5-hydroxymethylcytosine (5hmC) profiling of H1 WT hESCs. 5-hydroxymethylcytosine (5hmC) profiling of H1 WT hESCs

DNA methylation is essential to mammalian development, and aberrant regulation can lead to disease. The enzymes responsible for deposition and removal of DNA methylation have been identified, but how tightly regulated DNA methylation patterns are achieved globally remains a central question. To discover regulators of DNA methylation in human Embryonic Stem Cells (hESCs), we engineered a DNA methylation reporter line and performed a genome-wide CRISPR/Cas screen.

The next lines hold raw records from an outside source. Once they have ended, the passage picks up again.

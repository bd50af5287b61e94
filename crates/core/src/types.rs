//! Shared domain types for the AdSpace Exchange booking core.
//!
//! Every entity carries a monotonically increasing `version` bumped on each
//! mutation; stores use it for optimistic concurrency.

use chrono::{DateTime, Utc};
use serde::{Deserialize, Serialize};
use uuid::Uuid;

// ---------------------------------------------------------------------------
// Booking
// ---------------------------------------------------------------------------

/// Booking lifecycle state. The happy path is linear; `Rejected`,
/// `Cancelled` and `Disputed` are side branches.
#[derive(Debug, Clone, Copy, PartialEq, Eq, Hash, Serialize, Deserialize)]
#[serde(rename_all = "snake_case")]
pub enum BookingStatus {
    PendingApproval,
    Approved,
    Paid,
    FileDownloaded,
    Installed,
    Verified,
    Completed,
    Rejected,
    Cancelled,
    Disputed,
}

impl BookingStatus {
    /// Terminal states are immutable once reached, apart from post-hoc
    /// refund bookkeeping.
    pub fn is_terminal(&self) -> bool {
        matches!(
            self,
            BookingStatus::Completed | BookingStatus::Rejected | BookingStatus::Cancelled
        )
    }

    /// States before physical installation, from which administrative or
    /// automatic cancellation is legal.
    pub fn is_pre_installation(&self) -> bool {
        matches!(
            self,
            BookingStatus::PendingApproval
                | BookingStatus::Approved
                | BookingStatus::Paid
                | BookingStatus::FileDownloaded
        )
    }
}

/// Financial breakdown computed once at booking creation.
///
/// `total = subtotal + installation_fee + platform_fee`; the owner payout is
/// everything except the platform fee, split across the two payout stages.
#[derive(Debug, Clone, Copy, Serialize, Deserialize)]
pub struct PricingQuote {
    pub price_per_day: f64,
    pub total_days: u32,
    pub subtotal_amount: f64,
    pub installation_fee: f64,
    pub platform_fee_percent: f64,
    pub platform_fee_amount: f64,
    pub total_amount: f64,
    pub owner_payout_amount: f64,
}

impl PricingQuote {
    pub fn new(
        price_per_day: f64,
        total_days: u32,
        installation_fee: f64,
        platform_fee_percent: f64,
    ) -> Self {
        let subtotal_amount = price_per_day * total_days as f64;
        let platform_fee_amount = subtotal_amount * platform_fee_percent / 100.0;
        let total_amount = subtotal_amount + installation_fee + platform_fee_amount;
        let owner_payout_amount = subtotal_amount + installation_fee;
        Self {
            price_per_day,
            total_days,
            subtotal_amount,
            installation_fee,
            platform_fee_percent,
            platform_fee_amount,
            total_amount,
            owner_payout_amount,
        }
    }

    /// Rental-fee portion of the owner payout (stage 2).
    pub fn rental_portion(&self) -> f64 {
        self.owner_payout_amount - self.installation_fee
    }
}

/// A single advertiser-to-space rental agreement.
#[derive(Debug, Clone, Serialize, Deserialize)]
pub struct Booking {
    pub id: Uuid,
    pub space_id: Uuid,
    pub campaign_id: Uuid,
    pub advertiser_id: Uuid,
    pub owner_id: Uuid,
    /// Campaign run dates.
    pub start_date: DateTime<Utc>,
    pub end_date: DateTime<Utc>,
    pub status: BookingStatus,
    pub pricing: PricingQuote,
    pub rejection_reason: Option<String>,
    pub cancellation_reason: Option<String>,
    /// Status the booking held before entering `Disputed`, so an
    /// uphold-owner resolution can resume normal progression.
    pub status_before_dispute: Option<BookingStatus>,
    pub completed_at: Option<DateTime<Utc>>,
    /// Set when a dispute resolution refunded an already-completed booking.
    pub completed_with_refund: bool,
    pub created_at: DateTime<Utc>,
    pub updated_at: DateTime<Utc>,
    pub version: u64,
}

// ---------------------------------------------------------------------------
// Proof
// ---------------------------------------------------------------------------

#[derive(Debug, Clone, Copy, PartialEq, Eq, Serialize, Deserialize)]
#[serde(rename_all = "snake_case")]
pub enum ProofStatus {
    Pending,
    Approved,
    Rejected,
}

/// Photographic evidence that an ad was physically installed. 1:1 with a
/// booking; resubmission replaces photos, never the entity.
#[derive(Debug, Clone, Serialize, Deserialize)]
pub struct Proof {
    pub id: Uuid,
    pub booking_id: Uuid,
    pub status: ProofStatus,
    pub photos: Vec<String>,
    pub submitted_at: DateTime<Utc>,
    /// Deadline after which a still-pending proof auto-resolves to approved.
    pub auto_approve_at: DateTime<Utc>,
    pub rejection_reason: Option<String>,
    pub updated_at: DateTime<Utc>,
    pub version: u64,
}

// ---------------------------------------------------------------------------
// Dispute
// ---------------------------------------------------------------------------

#[derive(Debug, Clone, Copy, PartialEq, Eq, Serialize, Deserialize)]
#[serde(rename_all = "snake_case")]
pub enum IssueType {
    NotInstalled,
    WrongLocation,
    DamagedDisplay,
    QualityIssue,
    Other,
}

#[derive(Debug, Clone, Copy, PartialEq, Eq, Serialize, Deserialize)]
#[serde(rename_all = "snake_case")]
pub enum DisputeStatus {
    Open,
    Resolved,
}

/// Administrator decision closing a dispute.
#[derive(Debug, Clone, Copy, PartialEq, Serialize, Deserialize)]
#[serde(tag = "action", rename_all = "snake_case")]
pub enum ResolutionAction {
    /// Resume normal progression and release held payouts.
    UpholdOwner,
    /// Full refund to the advertiser; booking is cancelled (or marked
    /// completed-with-refund if it had already completed).
    UpholdAdvertiser,
    /// Partial refund plus release of held payouts.
    Split { refund_amount: f64 },
}

/// An administrator-mediated override of normal booking progression.
#[derive(Debug, Clone, Serialize, Deserialize)]
pub struct Dispute {
    pub id: Uuid,
    pub booking_id: Uuid,
    pub issue_type: IssueType,
    pub reason: String,
    pub evidence_photos: Vec<String>,
    pub disputed_at: DateTime<Utc>,
    pub status: DisputeStatus,
    pub resolution_action: Option<ResolutionAction>,
    pub resolution_notes: Option<String>,
    pub resolved_at: Option<DateTime<Utc>>,
    pub version: u64,
}

// ---------------------------------------------------------------------------
// Payout
// ---------------------------------------------------------------------------

/// One of the two milestone-triggered owner payments.
#[derive(Debug, Clone, Copy, PartialEq, Eq, Hash, Serialize, Deserialize)]
#[serde(rename_all = "snake_case")]
pub enum PayoutStage {
    Install,
    Rental,
}

#[derive(Debug, Clone, Copy, PartialEq, Eq, Serialize, Deserialize)]
#[serde(rename_all = "snake_case")]
pub enum PayoutStatus {
    Pending,
    Processing,
    Completed,
    Failed,
    PartiallyPaid,
}

/// A milestone-triggered transfer to a space owner.
#[derive(Debug, Clone, Serialize, Deserialize)]
pub struct Payout {
    pub id: Uuid,
    pub booking_id: Uuid,
    pub owner_id: Uuid,
    pub stage: PayoutStage,
    pub amount: f64,
    pub status: PayoutStatus,
    /// Held payouts are blocked from transfer while a dispute is open.
    pub held: bool,
    pub external_ref: Option<String>,
    pub failure_reason: Option<String>,
    pub created_at: DateTime<Utc>,
    pub processed_at: Option<DateTime<Utc>>,
}

// ---------------------------------------------------------------------------
// Refund
// ---------------------------------------------------------------------------

/// Why a refund was issued. Refund instructions are de-duplicated on
/// (booking id, trigger).
#[derive(Debug, Clone, Copy, PartialEq, Eq, Hash, Serialize, Deserialize)]
#[serde(rename_all = "snake_case")]
pub enum RefundTrigger {
    BookingRejected,
    MissedInstallation,
    DisputeUpheldAdvertiser,
    DisputeSplit,
}

#[derive(Debug, Clone, Copy, PartialEq, Eq, Serialize, Deserialize)]
#[serde(rename_all = "snake_case")]
pub enum RefundStatus {
    Issued,
    Failed,
    /// Outcome of the payment-reversal call is unknown; parked for manual
    /// reconciliation, never retried automatically.
    ManualReview,
}

#[derive(Debug, Clone, Serialize, Deserialize)]
pub struct RefundRecord {
    pub id: Uuid,
    pub booking_id: Uuid,
    pub trigger: RefundTrigger,
    pub amount: f64,
    pub status: RefundStatus,
    pub external_ref: Option<String>,
    pub failure_reason: Option<String>,
    pub issued_at: DateTime<Utc>,
}

// ---------------------------------------------------------------------------
// Capture
// ---------------------------------------------------------------------------

/// Funds captured into escrow at payment time. At most one capture per
/// booking; duplicate payment confirmations reuse the existing record.
#[derive(Debug, Clone, Serialize, Deserialize)]
pub struct CaptureRecord {
    pub id: Uuid,
    pub booking_id: Uuid,
    pub amount: f64,
    pub external_ref: String,
    pub captured_at: DateTime<Utc>,
}

// ---------------------------------------------------------------------------
// Events
// ---------------------------------------------------------------------------

#[derive(Debug, Clone, Copy, PartialEq, Eq, Serialize, Deserialize)]
#[serde(rename_all = "snake_case")]
pub enum EventType {
    BookingCreated,
    BookingApproved,
    BookingRejected,
    PaymentConfirmed,
    FileDownloaded,
    BookingInstalled,
    BookingVerified,
    BookingCompleted,
    BookingCancelled,
    ProofSubmitted,
    ProofApproved,
    ProofRejected,
    PayoutReleased,
    PayoutFailed,
    RefundIssued,
    RefundFlagged,
    DisputeOpened,
    DisputeResolved,
}

/// Notification event emitted by the core. The core only records *that*
/// something happened; delivery (push/email) belongs to the outer layers.
#[derive(Debug, Clone, Serialize, Deserialize)]
pub struct MarketplaceEvent {
    pub event_id: Uuid,
    pub event_type: EventType,
    pub booking_id: Uuid,
    /// Proof, dispute, payout or refund id when the event concerns one.
    pub subject_id: Option<Uuid>,
    pub detail: Option<String>,
    pub timestamp: DateTime<Utc>,
}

Through our screen, we identified the functionally uncharacterized gene QSER1, which proved to be essential for protection from DNA hypermethylation at bivalent promoters and poised enhancers of developmental genes, especially those residing in DNA Methylation Valleys (DMVs). Further mechanistic enquiry revealed that QSER1 protein depends on TET1 for efficient recruitment to DNA, and QSER1 occupancy inhibits the binding of DNMT3B. Our discovery of QSER1 is a major advance in understanding TET-dependent protection from DNA hypermethylation and provides mechanistic insight into how epigenetic factors can cooperate to target locus-specific regulation. Overall design: For 5hmC profiling (5hmC-Seal), genomic DNA was isolated from H1 WT hESCs using the DNeasy Blood & Tissue Kit (Qiagen, 69504) following manufacturer’s guidelines. Two replicates were performed for each sample.